Saved entries:
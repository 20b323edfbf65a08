use std::sync::Arc;

use axum::Router;
use axum::body::Body;
use axum::http::{Method, Request, StatusCode, header};
use serde_json::{Value, json};
use tower::ServiceExt;

use api::bootstrap::app_context::{AppContext, AppServices};
use api::bootstrap::config::{Config, StoreBackend};
use api::infrastructure::crypto::{Argon2PasswordHasher, HashingParams};
use api::presentation::http::api_router;

fn app() -> Router {
    let mut cfg = Config::from_lookup(|_| None).unwrap();
    cfg.store_backend = StoreBackend::Memory;
    let hasher = Arc::new(Argon2PasswordHasher::new(HashingParams::new(1024, 1, 1)).unwrap());
    api_router(AppContext::new(cfg, AppServices::in_memory(hasher)))
}

async fn send(
    app: &Router,
    method: Method,
    uri: &str,
    token: Option<&str>,
    body: Option<Value>,
) -> (StatusCode, Value) {
    let mut req = Request::builder().method(method).uri(uri);
    if let Some(t) = token {
        req = req.header(header::AUTHORIZATION, format!("Bearer {t}"));
    }
    let req = match body {
        Some(b) => req
            .header(header::CONTENT_TYPE, "application/json")
            .body(Body::from(b.to_string())),
        None => req.body(Body::empty()),
    }
    .unwrap();
    let resp = app.clone().oneshot(req).await.unwrap();
    let status = resp.status();
    let bytes = axum::body::to_bytes(resp.into_body(), usize::MAX)
        .await
        .unwrap();
    let value = if bytes.is_empty() {
        Value::Null
    } else {
        serde_json::from_slice(&bytes).unwrap()
    };
    (status, value)
}

fn alice() -> Value {
    json!({
        "username": "alice",
        "password": "secret123",
        "email": "a@x.com",
        "first_name": "Alice",
        "last_name": "A"
    })
}

async fn register(app: &Router, body: Value) -> String {
    let (status, resp) = send(app, Method::POST, "/api/auth/register", None, Some(body)).await;
    assert_eq!(status, StatusCode::CREATED, "{resp}");
    resp["access_token"].as_str().unwrap().to_string()
}

#[tokio::test]
async fn register_then_login_round_trip() {
    let app = app();
    let (status, resp) = send(&app, Method::POST, "/api/auth/register", None, Some(alice())).await;
    assert_eq!(status, StatusCode::CREATED);
    assert_eq!(resp["user"]["username"], "alice");
    assert_eq!(resp["user"]["email"], "a@x.com");
    assert!(resp["user"].get("password").is_none());

    let (status, resp) = send(
        &app,
        Method::POST,
        "/api/auth/login",
        None,
        Some(json!({"username": "alice", "password": "secret123"})),
    )
    .await;
    assert_eq!(status, StatusCode::OK);
    let token = resp["access_token"].as_str().unwrap();

    let (status, me) = send(&app, Method::GET, "/api/auth/me", Some(token), None).await;
    assert_eq!(status, StatusCode::OK);
    assert_eq!(me["first_name"], "Alice");
}

#[tokio::test]
async fn bad_password_and_unknown_user_look_the_same() {
    let app = app();
    register(&app, alice()).await;

    let (wrong_status, wrong) = send(
        &app,
        Method::POST,
        "/api/auth/login",
        None,
        Some(json!({"username": "alice", "password": "wrong-password"})),
    )
    .await;
    let (missing_status, missing) = send(
        &app,
        Method::POST,
        "/api/auth/login",
        None,
        Some(json!({"username": "nobody", "password": "secret123"})),
    )
    .await;

    assert_eq!(wrong_status, StatusCode::UNAUTHORIZED);
    assert_eq!(missing_status, StatusCode::UNAUTHORIZED);
    assert_eq!(wrong, missing);
    assert_eq!(wrong["errors"]["username"][0], "Invalid username/password.");
}

#[tokio::test]
async fn login_form_bounds_are_reported_per_field() {
    let app = app();
    let (status, resp) = send(
        &app,
        Method::POST,
        "/api/auth/login",
        None,
        Some(json!({"username": "", "password": "123"})),
    )
    .await;
    assert_eq!(status, StatusCode::UNPROCESSABLE_ENTITY);
    assert_eq!(resp["errors"]["username"][0], "This field is required.");
    assert_eq!(
        resp["errors"]["password"][0],
        "Field must be between 6 and 55 characters long."
    );
}

#[tokio::test]
async fn duplicate_registrations_are_conflicts() {
    let app = app();
    register(&app, alice()).await;

    let mut same_email = alice();
    same_email["username"] = json!("alicia");
    let (status, resp) =
        send(&app, Method::POST, "/api/auth/register", None, Some(same_email)).await;
    assert_eq!(status, StatusCode::CONFLICT);
    assert_eq!(resp["errors"]["email"][0], "Email already registered.");

    let mut same_name = alice();
    same_name["email"] = json!("other@x.com");
    let (status, resp) =
        send(&app, Method::POST, "/api/auth/register", None, Some(same_name)).await;
    assert_eq!(status, StatusCode::CONFLICT);
    assert!(resp["errors"]["username"].is_array());
}

#[tokio::test]
async fn invalid_registration_is_unprocessable() {
    let app = app();
    let (status, resp) = send(
        &app,
        Method::POST,
        "/api/auth/register",
        None,
        Some(json!({"username": "alice", "email": "nope"})),
    )
    .await;
    assert_eq!(status, StatusCode::UNPROCESSABLE_ENTITY);
    let errors = resp["errors"].as_object().unwrap();
    assert_eq!(errors["email"][0], "Invalid email address.");
    assert!(errors.contains_key("password"));
    assert!(errors.contains_key("first_name"));
    assert!(!errors.contains_key("username"));
}

#[tokio::test]
async fn short_registration_password_is_rejected_up_front() {
    let app = app();
    let mut body = alice();
    body["password"] = json!("abc");
    let (status, resp) = send(&app, Method::POST, "/api/auth/register", None, Some(body)).await;
    assert_eq!(status, StatusCode::UNPROCESSABLE_ENTITY);
    assert_eq!(
        resp["errors"]["password"][0],
        "Field must be between 6 and 55 characters long."
    );
}

#[tokio::test]
async fn non_string_fields_come_back_as_field_errors() {
    let app = app();
    let token = register(&app, alice()).await;

    let (status, resp) = send(
        &app,
        Method::POST,
        "/api/users/alice/feedback",
        Some(&token),
        Some(json!({"title": null, "content": 5})),
    )
    .await;
    assert_eq!(status, StatusCode::UNPROCESSABLE_ENTITY);
    assert_eq!(resp["errors"]["title"][0], "This field is required.");
    assert_eq!(resp["errors"]["content"][0], "Field must be a string.");

    let (status, resp) = send(
        &app,
        Method::POST,
        "/api/auth/login",
        None,
        Some(json!(["alice", "secret123"])),
    )
    .await;
    assert_eq!(status, StatusCode::UNPROCESSABLE_ENTITY);
    assert_eq!(resp["errors"]["body"][0], "Request body must be a JSON object.");
}

#[tokio::test]
async fn feedback_lifecycle_for_the_owner() {
    let app = app();
    let token = register(&app, alice()).await;

    let too_long = "x".repeat(101);
    let (status, resp) = send(
        &app,
        Method::POST,
        "/api/users/alice/feedback",
        Some(&token),
        Some(json!({"title": too_long, "content": "body"})),
    )
    .await;
    assert_eq!(status, StatusCode::UNPROCESSABLE_ENTITY);
    assert_eq!(
        resp["errors"]["title"][0],
        "Field cannot be longer than 100 characters."
    );

    let exact = "x".repeat(100);
    let (status, created) = send(
        &app,
        Method::POST,
        "/api/users/alice/feedback",
        Some(&token),
        Some(json!({"title": exact, "content": "body"})),
    )
    .await;
    assert_eq!(status, StatusCode::CREATED);
    assert_eq!(created["username"], "alice");
    let id = created["id"].as_i64().unwrap();

    let (status, profile) = send(&app, Method::GET, "/api/users/alice", Some(&token), None).await;
    assert_eq!(status, StatusCode::OK);
    assert_eq!(profile["feedback"].as_array().unwrap().len(), 1);

    let uri = format!("/api/feedback/{id}");
    let (status, updated) = send(
        &app,
        Method::PUT,
        &uri,
        Some(&token),
        Some(json!({"title": "Better title", "content": "new body"})),
    )
    .await;
    assert_eq!(status, StatusCode::OK);
    assert_eq!(updated["title"], "Better title");

    let (status, _) = send(&app, Method::DELETE, &uri, Some(&token), None).await;
    assert_eq!(status, StatusCode::NO_CONTENT);
    let (status, _) = send(&app, Method::GET, &uri, Some(&token), None).await;
    assert_eq!(status, StatusCode::NOT_FOUND);
}

#[tokio::test]
async fn users_cannot_touch_each_other() {
    let app = app();
    let alice_token = register(&app, alice()).await;
    let bob_token = register(
        &app,
        json!({
            "username": "bob",
            "password": "hunter22",
            "email": "b@x.com",
            "first_name": "Bob",
            "last_name": "B"
        }),
    )
    .await;

    let (_, created) = send(
        &app,
        Method::POST,
        "/api/users/alice/feedback",
        Some(&alice_token),
        Some(json!({"title": "Mine", "content": "private"})),
    )
    .await;
    let uri = format!("/api/feedback/{}", created["id"]);

    let (status, _) = send(&app, Method::GET, "/api/users/alice", Some(&bob_token), None).await;
    assert_eq!(status, StatusCode::FORBIDDEN);
    let (status, _) = send(
        &app,
        Method::POST,
        "/api/users/alice/feedback",
        Some(&bob_token),
        Some(json!({"title": "t", "content": "c"})),
    )
    .await;
    assert_eq!(status, StatusCode::FORBIDDEN);
    let (status, _) = send(&app, Method::DELETE, &uri, Some(&bob_token), None).await;
    assert_eq!(status, StatusCode::FORBIDDEN);
    let (status, _) = send(&app, Method::DELETE, "/api/users/alice", Some(&bob_token), None).await;
    assert_eq!(status, StatusCode::FORBIDDEN);

    let (status, _) = send(&app, Method::GET, "/api/users/alice", None, None).await;
    assert_eq!(status, StatusCode::UNAUTHORIZED);
}

#[tokio::test]
async fn deleting_an_account_cascades_to_its_feedback() {
    let app = app();
    let token = register(&app, alice()).await;
    let mut ids = Vec::new();
    for title in ["one", "two"] {
        let (_, created) = send(
            &app,
            Method::POST,
            "/api/users/alice/feedback",
            Some(&token),
            Some(json!({"title": title, "content": "c"})),
        )
        .await;
        ids.push(created["id"].as_i64().unwrap());
    }

    let (status, _) = send(&app, Method::DELETE, "/api/users/alice", Some(&token), None).await;
    assert_eq!(status, StatusCode::NO_CONTENT);

    for id in ids {
        let (status, _) =
            send(&app, Method::GET, &format!("/api/feedback/{id}"), Some(&token), None).await;
        assert_eq!(status, StatusCode::NOT_FOUND);
    }
    let (status, _) = send(&app, Method::GET, "/api/auth/me", Some(&token), None).await;
    assert_eq!(status, StatusCode::UNAUTHORIZED);

    // The freed username and email can be registered again.
    register(&app, alice()).await;
}

#[tokio::test]
async fn health_reports_ok_for_memory_store() {
    let app = app();
    let (status, resp) = send(&app, Method::GET, "/api/health", None, None).await;
    assert_eq!(status, StatusCode::OK);
    assert_eq!(resp["status"], "ok");
}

__Task brief__: Pull out every line in the data above that has the word "Better".

__Answer to the exercise__:
        Some(json!({"title": "Better title", "content": "new body"})),
    assert_eq!(updated["title"], "Better title");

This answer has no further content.